One of the most insidious ideas about perfectionism is the idea that perfection is possible. We see perfection in the night sky, in the shells on the beach, and in ancient architecture. It’s all over the walls of the Louvre, and in every baby’s face. It is not so far removed from reality, therefore, that being a perfect partner, or with a perfect partner, is well within the realm of possibility.
Perfectionist codependents spend a lot of time single. They believe that love comes naturally. When it does, it will be the perfect relationship with the perfect person. They will not consider a serious relationship with someone who isn’t extraordinarily good-looking, competent, and with whom they have amazing chemistry. When they finally do find themselves “in love,” their easy-going nature collapses as they are confronted with the unhealed wound that they structured their lives to avoid.
Although codependency can involve family, friends, and coworkers, codependent perfectionism always revolves around a love-object. For perfectionist codependents, a perfect love-object creates a sense of mania that is difficult to describe to someone who hasn’t experienced it. It is euphoric, wildly obsessive, and breaks down a person’s ability to function in any way not related to the effort of securing closeness with their love-object, or proving perfection in themselves, their partner, or their relationship.

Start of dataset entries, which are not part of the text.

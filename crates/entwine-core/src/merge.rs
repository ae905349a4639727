//! Keyed merging of partition-local results.

use std::collections::HashMap;
use std::hash::Hash;

/// Folds `incoming` into `global`, key by key.
///
/// New keys install their value unchanged; existing keys are combined
/// through `combine`. The combinator is a pure `(V, V) -> V` supplied by the
/// caller per structure kind (block union, weight reconciliation), so every
/// stage merges through this one code path. When `combine` is associative,
/// commutative, and idempotent, the folded result is independent of how
/// the incoming maps were partitioned and of their arrival order.
pub fn merge_keyed<K, V, F>(global: &mut HashMap<K, V>, incoming: HashMap<K, V>, combine: F)
where
    K: Eq + Hash,
    F: Fn(V, V) -> V,
{
    for (key, value) in incoming {
        let merged = match global.remove(&key) {
            Some(current) => combine(current, value),
            None => value,
        };
        global.insert(key, merged);
    }
}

It is the kind of attraction that will have you missing work, time with friends, and total neglect of yourself and your hobbies. For a good read on this particular phenomenon, Love and Limerence by Dorothy Tennov is exceptional. For a real-life example, google John Hinckley Jr.
Perfectionist codependents especially believe that happiness is being in love. A love-object represents the perfect, pain-free life experience. The elation of believing that a perfect person has entered their life is coupled with terror over what life was like without them, and the clinginess and showmanship begin. A codependent wouldn’t dare let their partner see them as anything but their perfect selves, so they hide their flaws behind an “always or never” extremism about their partner and their relationship. When the illusion of perfectionism is ruined by human flaws, the pain of reality takes over, and the subsequent psychic undoing often leads to the end of the relationship.
If you are dating a perfectionist codependent, you might feel acknowledged in a way that seems supernatural. It can be too much, especially when they want the same treatment in return. Perfectionists are threatened by anything that doesn’t keep your focus on them. Any sign of independence, or any interest that does not immediately include them, will be interpreted as the first sign of a permanent separation. Independence is not part of the perfect relationship, because the perfect relationship is where two become one. You are always together in ecstasy forever.
————Reality Check————
Perfectionism is not possible. It isn’t real. Perfectionism is fantasy, and all fantasy takes place inside the vacuum of your mind. It is your imagination, and not more. If something is actually happening, then it isn’t a fantasy, and it isn’t perfect.
The good news is that the opposite of perfection is a mistake. So if there is no perfection, there are no mistakes. There is no perfect existence, no paradise of being in love for all eternity, all troubles over, all wounds healed, all pain gone. There is no paradise on earth, because that’s the way it’s supposed to be.
If paradise did exist, it would be extremely boring. If everything were done, every problem solved, and everything was perfect, you would hate it. There would be nothing to do. No purpose for life. Worst of all, you probably wouldn’t appreciate how “good” things were for lack of bad things to compare them to.
The very idea of paradise is antithetical to existence. Life without adversity is pointless, and that is why we must face it. It is no wonder religion promises paradise when we are dead. It’s the only state in which it would be bearable.